▶ Action item:
Take the line that contains "pub mod provider;" as the first line and the last line of the material below as the final one; reproduce exactly the lines between, inclusive.

▶ Available records:
Start of Block

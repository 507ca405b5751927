//! Realtime conversation metadata: wire types, the data-provider seam, and
//! the polling service.

pub mod provider;
pub mod service;
pub mod types;

pub use provider::{HttpRealtimeProvider, RealtimeDataProvider};
pub use service::{RealtimeHandle, RealtimeService, RealtimeUpdate};
pub use types::{MessageCounts, RealtimeData, RealtimeSnapshot, ViewingUsersCount};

End of Block

▶ Result of this task:
pub mod provider;
pub mod service;
pub mod types;

pub use provider::{HttpRealtimeProvider, RealtimeDataProvider};
pub use service::{RealtimeHandle, RealtimeService, RealtimeUpdate};
pub use types::{MessageCounts, RealtimeData, RealtimeSnapshot, ViewingUsersCount};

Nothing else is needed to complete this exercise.